Records for this exercise:

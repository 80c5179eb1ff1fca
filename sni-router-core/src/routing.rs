//! Route resolution.
//!
//! A [`Router`] maps a classified connection to a backend address. Two
//! strategies exist: [`RouteTable`], driven by the YAML route file, and
//! [`OffsetRouter`], which derives the port from a numeric hostname suffix.
//! Both are immutable after construction and shared across all connection
//! tasks.

use crate::sni::ParsedHello;
use regex::Regex;
use sni_router_config::{ConfigError, OffsetRouting, RouteEntry, RoutingFile, join_host_port};

/// Where to send a connection.
#[derive(Debug, Clone, PartialEq, Eq)]
pub struct RoutingDecision {
    /// Backend address as `host:port`
    pub destination: String,
    /// Whether a PROXY protocol v2 header precedes the relayed bytes
    pub use_proxy_protocol: bool,
}

impl RoutingDecision {
    fn from_entry(entry: &RouteEntry) -> Self {
        Self {
            destination: entry.destination(),
            use_proxy_protocol: entry.use_proxy,
        }
    }
}

#[derive(Debug, thiserror::Error)]
pub enum RoutingError {
    #[error("non-TLS traffic received but no non-tls route is configured")]
    NoNonTlsRoute,
    #[error(
        "no route for {} and no default route is configured",
        .sni.as_deref().unwrap_or("TLS without SNI")
    )]
    NoDefaultRoute { sni: Option<String> },
    #[error("invalid route pattern {pattern:?}: {source}")]
    InvalidPattern {
        pattern: String,
        #[source]
        source: regex::Error,
    },
}

/// Routing strategy selected at startup.
pub trait Router: Send + Sync {
    fn route(&self, hello: &ParsedHello) -> Result<RoutingDecision, RoutingError>;
}

#[derive(Debug)]
enum Matcher {
    Exact(String),
    Pattern(Regex),
}

#[derive(Debug)]
struct Route {
    matcher: Matcher,
    decision: RoutingDecision,
}

impl Route {
    fn compile(entry: &RouteEntry) -> Result<Self, RoutingError> {
        let matcher = if entry.use_regex {
            let regex = Regex::new(&entry.domain).map_err(|source| RoutingError::InvalidPattern {
                pattern: entry.domain.clone(),
                source,
            })?;
            Matcher::Pattern(regex)
        } else {
            Matcher::Exact(entry.domain.clone())
        };
        Ok(Self {
            matcher,
            decision: RoutingDecision::from_entry(entry),
        })
    }

    fn matches(&self, sni: &str) -> bool {
        match &self.matcher {
            Matcher::Exact(domain) => domain == sni,
            // Unanchored: a pattern matches anywhere in the name
            Matcher::Pattern(regex) => regex.is_match(sni),
        }
    }
}

/// Ordered hostname rules plus the `non-tls` and `default` routes.
#[derive(Debug)]
pub struct RouteTable {
    routes: Vec<Route>,
    non_tls: Option<RoutingDecision>,
    default: Option<RoutingDecision>,
}

impl RouteTable {
    /// Compiles a validated route file. Every regex is compiled here, so a
    /// bad pattern fails at startup rather than per connection.
    pub fn new(file: &RoutingFile) -> Result<Self, RoutingError> {
        let routes = file
            .generic_routes()
            .map(Route::compile)
            .collect::<Result<Vec<_>, _>>()?;
        Ok(Self {
            routes,
            non_tls: file.non_tls_route().map(RoutingDecision::from_entry),
            default: file.default_route().map(RoutingDecision::from_entry),
        })
    }

    /// Number of routes, the reserved `non-tls` and `default` included.
    pub fn len(&self) -> usize {
        self.routes.len() + usize::from(self.non_tls.is_some()) + usize::from(self.default.is_some())
    }

    pub fn is_empty(&self) -> bool {
        self.len() == 0
    }

    fn fallback(&self, sni: Option<&str>) -> Result<RoutingDecision, RoutingError> {
        self.default.clone().ok_or_else(|| RoutingError::NoDefaultRoute {
            sni: sni.map(str::to_string),
        })
    }
}

impl Router for RouteTable {
    fn route(&self, hello: &ParsedHello) -> Result<RoutingDecision, RoutingError> {
        match hello {
            ParsedHello::NonTls => self.non_tls.clone().ok_or(RoutingError::NoNonTlsRoute),
            ParsedHello::NoSni => self.fallback(None),
            ParsedHello::Sni(sni) => match self.routes.iter().find(|r| r.matches(sni)) {
                Some(route) => Ok(route.decision.clone()),
                None => self.fallback(Some(sni)),
            },
        }
    }
}

/// Base-domain strategy: `node12.example.com` goes to `base_port + 12`.
#[derive(Debug, Clone)]
pub struct OffsetRouter {
    settings: OffsetRouting,
}

impl OffsetRouter {
    pub fn new(settings: OffsetRouting) -> Result<Self, ConfigError> {
        Ok(Self {
            settings: settings.normalized()?,
        })
    }

    /// Port for a TLS server name.
    ///
    /// The name must be a base domain or end in `.<base>`; the offset is the
    /// run of ASCII digits ending the part before the base domain. Anything
    /// else, including a port past 65535, yields the default port.
    pub fn port_for(&self, sni: &str) -> u16 {
        let host = sni.trim_end_matches('.').to_ascii_lowercase();
        self.settings
            .base_domains
            .iter()
            .find_map(|base| {
                host.strip_suffix(base.as_str())
                    .and_then(|prefix| prefix.strip_suffix('.'))
            })
            .and_then(|prefix| self.offset_port(prefix))
            .unwrap_or(self.settings.default_port)
    }

    fn offset_port(&self, prefix: &str) -> Option<u16> {
        let digits_start = prefix.len()
            - prefix
                .bytes()
                .rev()
                .take_while(u8::is_ascii_digit)
                .count();
        let offset: u32 = prefix[digits_start..].parse().ok()?;
        let port = u32::from(self.settings.base_port).checked_add(offset)?;
        u16::try_from(port).ok()
    }

    fn decision(&self, port: u16) -> RoutingDecision {
        RoutingDecision {
            destination: join_host_port(&self.settings.target_host, port),
            use_proxy_protocol: self.settings.use_proxy,
        }
    }
}

impl Router for OffsetRouter {
    fn route(&self, hello: &ParsedHello) -> Result<RoutingDecision, RoutingError> {
        match hello {
            ParsedHello::NonTls => self
                .settings
                .non_tls_port
                .map(|port| self.decision(port))
                .ok_or(RoutingError::NoNonTlsRoute),
            ParsedHello::NoSni => Ok(self.decision(self.settings.default_port)),
            ParsedHello::Sni(sni) => Ok(self.decision(self.port_for(sni))),
        }
    }
}
//! PROXY protocol v2 preamble.
//!
//! Layout of the binary header:
//! - 12 byte signature
//! - version (high nibble) and command (low nibble)
//! - address family (high nibble) and transport (low nibble)
//! - 2 byte big-endian length of the address block
//! - source address, destination address, source port, destination port

use crate::connection::Connection;
use std::io;
use std::net::{IpAddr, Ipv4Addr, Ipv6Addr, SocketAddr};
use tokio::io::{AsyncRead, AsyncWrite};

pub const SIGNATURE: [u8; 12] = [
    0x0D, 0x0A, 0x0D, 0x0A, 0x00, 0x0D, 0x0A, 0x51, 0x55, 0x49, 0x54, 0x0A,
];

const VERSION_2_PROXY: u8 = 0x21;
const AF_INET_STREAM: u8 = 0x11;
const AF_INET6_STREAM: u8 = 0x21;
const PREFIX_LEN: usize = 16;
const IPV4_BLOCK_LEN: u16 = 4 + 4 + 2 + 2;
const IPV6_BLOCK_LEN: u16 = 16 + 16 + 2 + 2;

/// Endpoints announced to the backend: the client that connected and the
/// local address it connected to.
#[derive(Debug, Clone, Copy, PartialEq, Eq)]
pub struct ProxyHeader {
    pub source: SocketAddr,
    pub destination: SocketAddr,
}

enum Family {
    V4(Ipv4Addr, Ipv4Addr),
    V6(Ipv6Addr, Ipv6Addr),
}

impl ProxyHeader {
    pub fn new(source: SocketAddr, destination: SocketAddr) -> Self {
        Self {
            source,
            destination,
        }
    }

    /// Both endpoints must share one address family on the wire. A mixed
    /// pair is sent as IPv4 when the IPv6 side is v4-mapped and as IPv6
    /// otherwise.
    fn family(&self) -> Family {
        match (self.source.ip(), self.destination.ip()) {
            (IpAddr::V4(src), IpAddr::V4(dst)) => Family::V4(src, dst),
            (IpAddr::V6(src), IpAddr::V6(dst)) => Family::V6(src, dst),
            (IpAddr::V4(src), IpAddr::V6(dst)) => match dst.to_ipv4_mapped() {
                Some(dst) => Family::V4(src, dst),
                None => Family::V6(src.to_ipv6_mapped(), dst),
            },
            (IpAddr::V6(src), IpAddr::V4(dst)) => match src.to_ipv4_mapped() {
                Some(src) => Family::V4(src, dst),
                None => Family::V6(src, dst.to_ipv6_mapped()),
            },
        }
    }

    /// Serializes the header with the PROXY command over TCP.
    pub fn encode(&self) -> Vec<u8> {
        let (family, block_len) = match self.family() {
            Family::V4(..) => (AF_INET_STREAM, IPV4_BLOCK_LEN),
            Family::V6(..) => (AF_INET6_STREAM, IPV6_BLOCK_LEN),
        };

        let mut buf = Vec::with_capacity(PREFIX_LEN + block_len as usize);
        buf.extend_from_slice(&SIGNATURE);
        buf.push(VERSION_2_PROXY);
        buf.push(family);
        buf.extend_from_slice(&block_len.to_be_bytes());
        match self.family() {
            Family::V4(src, dst) => {
                buf.extend_from_slice(&src.octets());
                buf.extend_from_slice(&dst.octets());
            }
            Family::V6(src, dst) => {
                buf.extend_from_slice(&src.octets());
                buf.extend_from_slice(&dst.octets());
            }
        }
        buf.extend_from_slice(&self.source.port().to_be_bytes());
        buf.extend_from_slice(&self.destination.port().to_be_bytes());
        buf
    }

    /// Parses a header produced by [`encode`](Self::encode).
    ///
    /// Returns the header and the number of bytes it occupies, or `None` for
    /// anything other than a complete v2 PROXY/TCP header.
    pub fn decode(data: &[u8]) -> Option<(Self, usize)> {
        if data.len() < PREFIX_LEN || data[..12] != SIGNATURE || data[12] != VERSION_2_PROXY {
            return None;
        }
        let block_len = u16::from_be_bytes([data[14], data[15]]) as usize;
        let block = data.get(PREFIX_LEN..PREFIX_LEN + block_len)?;

        let (src, dst, ports) = match data[13] {
            AF_INET_STREAM if block_len >= IPV4_BLOCK_LEN as usize => {
                let src: [u8; 4] = block[0..4].try_into().ok()?;
                let dst: [u8; 4] = block[4..8].try_into().ok()?;
                (IpAddr::from(src), IpAddr::from(dst), &block[8..12])
            }
            AF_INET6_STREAM if block_len >= IPV6_BLOCK_LEN as usize => {
                let src: [u8; 16] = block[0..16].try_into().ok()?;
                let dst: [u8; 16] = block[16..32].try_into().ok()?;
                (IpAddr::from(src), IpAddr::from(dst), &block[32..36])
            }
            _ => return None,
        };

        let header = Self {
            source: SocketAddr::new(src, u16::from_be_bytes([ports[0], ports[1]])),
            destination: SocketAddr::new(dst, u16::from_be_bytes([ports[2], ports[3]])),
        };
        Some((header, PREFIX_LEN + block_len))
    }
}

/// Writes the header to the backend ahead of any relayed bytes.
///
/// The write goes through the connection's write lock and counts towards
/// its outbound byte total.
pub async fn write_header<S>(outbound: &Connection<S>, header: &ProxyHeader) -> io::Result<()>
where
    S: AsyncRead + AsyncWrite,
{
    outbound.write(&header.encode()).await?;
    Ok(())
}

#[cfg(test)]
mod tests {
    use super::*;
    use crate::connection::IDLE_TIMEOUT;
    use crate::test_util::RecordingMetrics;
    use std::sync::Arc;
    use tokio::io::AsyncReadExt;

    fn header(src: &str, dst: &str) -> ProxyHeader {
        ProxyHeader::new(src.parse().unwrap(), dst.parse().unwrap())
    }

    #[test]
    fn test_ipv4_layout() {
        let encoded = header("192.0.2.10:51000", "198.51.100.1:443").encode();

        assert_eq!(encoded.len(), 28);
        assert_eq!(&encoded[..12], &SIGNATURE);
        assert_eq!(encoded[12], 0x21);
        assert_eq!(encoded[13], 0x11);
        assert_eq!(&encoded[14..16], &[0x00, 0x0C]);
        assert_eq!(&encoded[16..20], &[192, 0, 2, 10]);
        assert_eq!(&encoded[20..24], &[198, 51, 100, 1]);
        assert_eq!(&encoded[24..26], &51000u16.to_be_bytes());
        assert_eq!(&encoded[26..28], &443u16.to_be_bytes());
    }

    #[test]
    fn test_ipv6_layout() {
        let original = header("[2001:db8::1]:40000", "[2001:db8::2]:443");
        let encoded = original.encode();

        assert_eq!(encoded.len(), 52);
        assert_eq!(encoded[13], 0x21);
        assert_eq!(&encoded[14..16], &[0x00, 0x24]);

        let (decoded, used) = ProxyHeader::decode(&encoded).unwrap();
        assert_eq!(used, 52);
        assert_eq!(decoded, original);
    }

    #[test]
    fn test_mixed_family_with_mapped_address() {
        let encoded = header("192.0.2.10:51000", "[::ffff:198.51.100.1]:443").encode();
        assert_eq!(encoded[13], 0x11);

        let (decoded, _) = ProxyHeader::decode(&encoded).unwrap();
        assert_eq!(decoded.destination, "198.51.100.1:443".parse().unwrap());
    }

    #[test]
    fn test_mixed_family_falls_back_to_ipv6() {
        let encoded = header("192.0.2.10:51000", "[2001:db8::2]:443").encode();
        assert_eq!(encoded[13], 0x21);

        let (decoded, _) = ProxyHeader::decode(&encoded).unwrap();
        assert_eq!(
            decoded.source,
            "[::ffff:192.0.2.10]:51000".parse::<SocketAddr>().unwrap()
        );
    }

    #[test]
    fn test_decode_rejects_garbage() {
        assert!(ProxyHeader::decode(&[0; 10]).is_none());
        assert!(ProxyHeader::decode(&[0; 28]).is_none());

        let encoded = header("192.0.2.10:1", "198.51.100.1:2").encode();
        assert!(ProxyHeader::decode(&encoded[..27]).is_none());

        let mut unknown_family = encoded.clone();
        unknown_family[13] = 0x31;
        assert!(ProxyHeader::decode(&unknown_family).is_none());
    }

    #[tokio::test]
    async fn test_write_header_counts_outbound_bytes() {
        let metrics = Arc::new(RecordingMetrics::default());
        let (ours, mut backend) = tokio::io::duplex(256);
        let outbound = Connection::outbound(
            ours,
            "127.0.0.1:9000",
            "svc.internal",
            metrics.clone(),
            IDLE_TIMEOUT,
        );

        let proxy = header("192.0.2.10:51000", "198.51.100.1:443");
        write_header(&outbound, &proxy).await.unwrap();

        let mut received = [0u8; 28];
        backend.read_exact(&mut received).await.unwrap();
        assert_eq!(ProxyHeader::decode(&received).unwrap().0, proxy);
        assert_eq!(metrics.totals().outbound_bytes_out, 28);
    }
}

Directions: Each line from the start of the listing above through the line containing "selected at startup." must be reproduced exactly. Leave out the rest.

Answer space:
repository 80c5179eb1ff1fca
filename sni-router-core/src/routing.rs
//! Route resolution.
//!
//! A [`Router`] maps a classified connection to a backend address. Two
//! strategies exist: [`RouteTable`], driven by the YAML route file, and
//! [`OffsetRouter`], which derives the port from a numeric hostname suffix.
//! Both are immutable after construction and shared across all connection
//! tasks.

use crate::sni::ParsedHello;
use regex::Regex;
use sni_router_config::{ConfigError, OffsetRouting, RouteEntry, RoutingFile, join_host_port};

/// Where to send a connection.
#[derive(Debug, Clone, PartialEq, Eq)]
pub struct RoutingDecision {
    /// Backend address as `host:port`
    pub destination: String,
    /// Whether a PROXY protocol v2 header precedes the relayed bytes
    pub use_proxy_protocol: bool,
}

impl RoutingDecision {
    fn from_entry(entry: &RouteEntry) -> Self {
        Self {
            destination: entry.destination(),
            use_proxy_protocol: entry.use_proxy,
        }
    }
}

#[derive(Debug, thiserror::Error)]
pub enum RoutingError {
    #[error("non-TLS traffic received but no non-tls route is configured")]
    NoNonTlsRoute,
    #[error(
        "no route for {} and no default route is configured",
        .sni.as_deref().unwrap_or("TLS without SNI")
    )]
    NoDefaultRoute { sni: Option<String> },
    #[error("invalid route pattern {pattern:?}: {source}")]
    InvalidPattern {
        pattern: String,
        #[source]
        source: regex::Error,
    },
}

/// Routing strategy selected at startup.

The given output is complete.